( BBC ) - More than 100 Holocaust survivors have gathered for a national service marking the 62nd anniversary of the liberation of the Nazi death camps.
Survivors and their families joined a 1,200-strong audience at the Theatre Royal in Newcastle to commemorate Holocaust Memorial Day.
Victims of other atrocities, such as those in Cambodia, Bosnia and Rwanda, were also remembered.
Speakers included Chief Rabbi Sir Jonathan Sacks and minister Ruth Kelly.
Six million Jews died at the hands of the Nazis during the Holocaust. Between 1940 and 1945 about 1.5 million people died at the Auschwitz-Birkenau camp.
Organisers said they hoped the commemoration would ensure the persecution of the Jews by Hitler's regime would never be forgotten.

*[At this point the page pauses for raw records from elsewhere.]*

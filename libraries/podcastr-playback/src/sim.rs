//! Simulated audio device
//!
//! A clock-driven device with no audio output. The host advances it with
//! [`SimulatedDevice::advance`] and collects what it reported with
//! [`SimulatedDevice::take_events`]. Used by the terminal player and by
//! tests.

use crate::{
    device::{AudioDevice, DeviceEvent, DeviceEventKind, LoadToken},
    types::Queue,
};
use std::collections::HashMap;
use std::time::Duration;
use tracing::trace;
use url::Url;

#[derive(Debug, Clone)]
struct Loaded {
    token: LoadToken,
    url: Url,
    duration: Duration,
    position: Duration,
}

/// In-memory audio device
#[derive(Debug, Default)]
pub struct SimulatedDevice {
    durations: HashMap<Url, u32>,
    loaded: Option<Loaded>,
    is_playing: bool,
    is_looping: bool,
    refuse_playback: bool,
    outbox: Vec<DeviceEvent>,
}

impl SimulatedDevice {
    pub fn new() -> Self {
        Self::default()
    }

    /// Know every episode of `queue`, using its catalog durations
    pub fn from_queue(queue: &Queue) -> Self {
        let mut device = Self::new();
        device.register_queue(queue);
        device
    }

    pub fn register_queue(&mut self, queue: &Queue) {
        for episode in queue {
            self.durations
                .insert(episode.source_url.clone(), episode.duration_seconds);
        }
    }

    /// Set the real length of a source, which may differ from the catalog
    pub fn set_source_duration(&mut self, url: Url, seconds: u32) {
        self.durations.insert(url, seconds);
    }

    /// Refuse every `play`, like a browser autoplay policy would
    pub fn set_refuse_playback(&mut self, refuse: bool) {
        self.refuse_playback = refuse;
    }

    /// Let simulated time pass
    pub fn advance(&mut self, elapsed: Duration) {
        if !self.is_playing {
            return;
        }
        let Some(loaded) = self.loaded.as_mut() else {
            return;
        };

        let before = loaded.position.as_secs();
        loaded.position += elapsed;

        if loaded.position >= loaded.duration {
            if self.is_looping && !loaded.duration.is_zero() {
                let overshoot = loaded.position.as_nanos() % loaded.duration.as_nanos();
                loaded.position = Duration::from_nanos(overshoot as u64);
                let token = loaded.token;
                let seconds = loaded.position.as_secs() as u32;
                self.emit(token, DeviceEventKind::TimeUpdated(seconds));
            } else {
                loaded.position = loaded.duration;
                let token = loaded.token;
                let seconds = loaded.duration.as_secs() as u32;
                self.is_playing = false;
                self.emit(token, DeviceEventKind::TimeUpdated(seconds));
                self.emit(token, DeviceEventKind::Ended);
            }
        } else if loaded.position.as_secs() != before {
            let token = loaded.token;
            let seconds = loaded.position.as_secs() as u32;
            self.emit(token, DeviceEventKind::TimeUpdated(seconds));
        }
    }

    /// Take every event reported since the last call
    pub fn take_events(&mut self) -> Vec<DeviceEvent> {
        std::mem::take(&mut self.outbox)
    }

    pub fn is_playing(&self) -> bool {
        self.is_playing
    }

    pub fn is_looping(&self) -> bool {
        self.is_looping
    }

    pub fn loaded_url(&self) -> Option<&Url> {
        self.loaded.as_ref().map(|loaded| &loaded.url)
    }

    pub fn position_seconds(&self) -> u32 {
        self.loaded
            .as_ref()
            .map(|loaded| loaded.position.as_secs() as u32)
            .unwrap_or(0)
    }

    fn emit(&mut self, token: LoadToken, kind: DeviceEventKind) {
        trace!(token = token.id(), ?kind, "Simulated device event");
        self.outbox.push(DeviceEvent::new(token, kind));
    }
}

impl AudioDevice for SimulatedDevice {
    fn load(&mut self, token: LoadToken, url: &Url) {
        self.is_playing = false;

        match self.durations.get(url) {
            Some(&seconds) => {
                self.loaded = Some(Loaded {
                    token,
                    url: url.clone(),
                    duration: Duration::from_secs(u64::from(seconds)),
                    position: Duration::ZERO,
                });
                self.emit(
                    token,
                    DeviceEventKind::MetadataLoaded {
                        duration_seconds: seconds,
                    },
                );
            }
            None => {
                self.loaded = None;
                self.emit(token, DeviceEventKind::Failed(format!("unknown source {url}")));
            }
        }
    }

    fn play(&mut self) {
        let Some(token) = self.loaded.as_ref().map(|loaded| loaded.token) else {
            return;
        };

        if self.refuse_playback {
            self.emit(token, DeviceEventKind::Failed("playback refused".to_string()));
        } else if !self.is_playing {
            self.is_playing = true;
            self.emit(token, DeviceEventKind::Started);
        }
    }

    fn pause(&mut self) {
        let Some(token) = self.loaded.as_ref().map(|loaded| loaded.token) else {
            return;
        };

        if self.is_playing {
            self.is_playing = false;
            self.emit(token, DeviceEventKind::Paused);
        }
    }

    fn seek(&mut self, seconds: u32) {
        if let Some(loaded) = self.loaded.as_mut() {
            loaded.position = Duration::from_secs(u64::from(seconds)).min(loaded.duration);
        }
    }

    fn set_loop(&mut self, looping: bool) {
        self.is_looping = looping;
    }

    fn stop(&mut self) {
        self.loaded = None;
        self.is_playing = false;
    }
}

#[cfg(test)]
mod tests {
    use super::*;

    fn url(name: &str) -> Url {
        Url::parse(&format!("https://cdn.example.com/{name}.mp3")).unwrap()
    }

    fn kinds(device: &mut SimulatedDevice) -> Vec<DeviceEventKind> {
        device.take_events().into_iter().map(|event| event.kind).collect()
    }

    #[test]
    fn load_reports_metadata() {
        let mut device = SimulatedDevice::new();
        device.set_source_duration(url("a"), 3);

        device.load(LoadToken::new(1), &url("a"));
        let events = device.take_events();
        assert_eq!(
            events,
            vec![DeviceEvent::new(
                LoadToken::new(1),
                DeviceEventKind::MetadataLoaded { duration_seconds: 3 }
            )]
        );
    }

    #[test]
    fn unknown_source_fails() {
        let mut device = SimulatedDevice::new();
        device.load(LoadToken::new(1), &url("missing"));
        assert!(matches!(kinds(&mut device)[..], [DeviceEventKind::Failed(_)]));
        assert!(device.loaded_url().is_none());
    }

    #[test]
    fn plays_to_the_end() {
        let mut device = SimulatedDevice::new();
        device.set_source_duration(url("a"), 2);
        device.load(LoadToken::new(1), &url("a"));
        device.play();
        device.take_events();

        device.advance(Duration::from_secs(1));
        assert_eq!(kinds(&mut device), vec![DeviceEventKind::TimeUpdated(1)]);

        device.advance(Duration::from_secs(5));
        assert_eq!(
            kinds(&mut device),
            vec![DeviceEventKind::TimeUpdated(2), DeviceEventKind::Ended]
        );
        assert!(!device.is_playing());
    }

    #[test]
    fn native_loop_wraps_without_ending() {
        let mut device = SimulatedDevice::new();
        device.set_source_duration(url("a"), 2);
        device.load(LoadToken::new(1), &url("a"));
        device.set_loop(true);
        device.play();
        device.take_events();

        device.advance(Duration::from_secs(3));
        assert_eq!(kinds(&mut device), vec![DeviceEventKind::TimeUpdated(1)]);
        assert!(device.is_playing());
    }

    #[test]
    fn refused_playback_reports_failure() {
        let mut device = SimulatedDevice::new();
        device.set_source_duration(url("a"), 2);
        device.set_refuse_playback(true);
        device.load(LoadToken::new(1), &url("a"));
        device.take_events();

        device.play();
        assert!(matches!(kinds(&mut device)[..], [DeviceEventKind::Failed(_)]));
        assert!(!device.is_playing());
    }

    #[test]
    fn paused_device_does_not_advance() {
        let mut device = SimulatedDevice::new();
        device.set_source_duration(url("a"), 10);
        device.load(LoadToken::new(1), &url("a"));

        device.advance(Duration::from_secs(4));
        assert_eq!(device.position_seconds(), 0);
    }
}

Appeals were also made to stop the deaths in Darfur.
The audience listened to speeches, music and personal testimonies about the atrocities.
Outside the theatre a collage made of coloured stones, coal and pulses, representing the Holocaust Memorial Day flame, was laid out on the pavement.
Ms Kelly, the Communities and Local Government Secretary, told the audience: "The Holocaust was an appalling atrocity, one of the darkest pages in European history, a crime unparalleled in scope and evil."
She added: "The memory of the Holocaust should spur us all to stand up for the civilised values we share. It should spur us to fight against prejudice."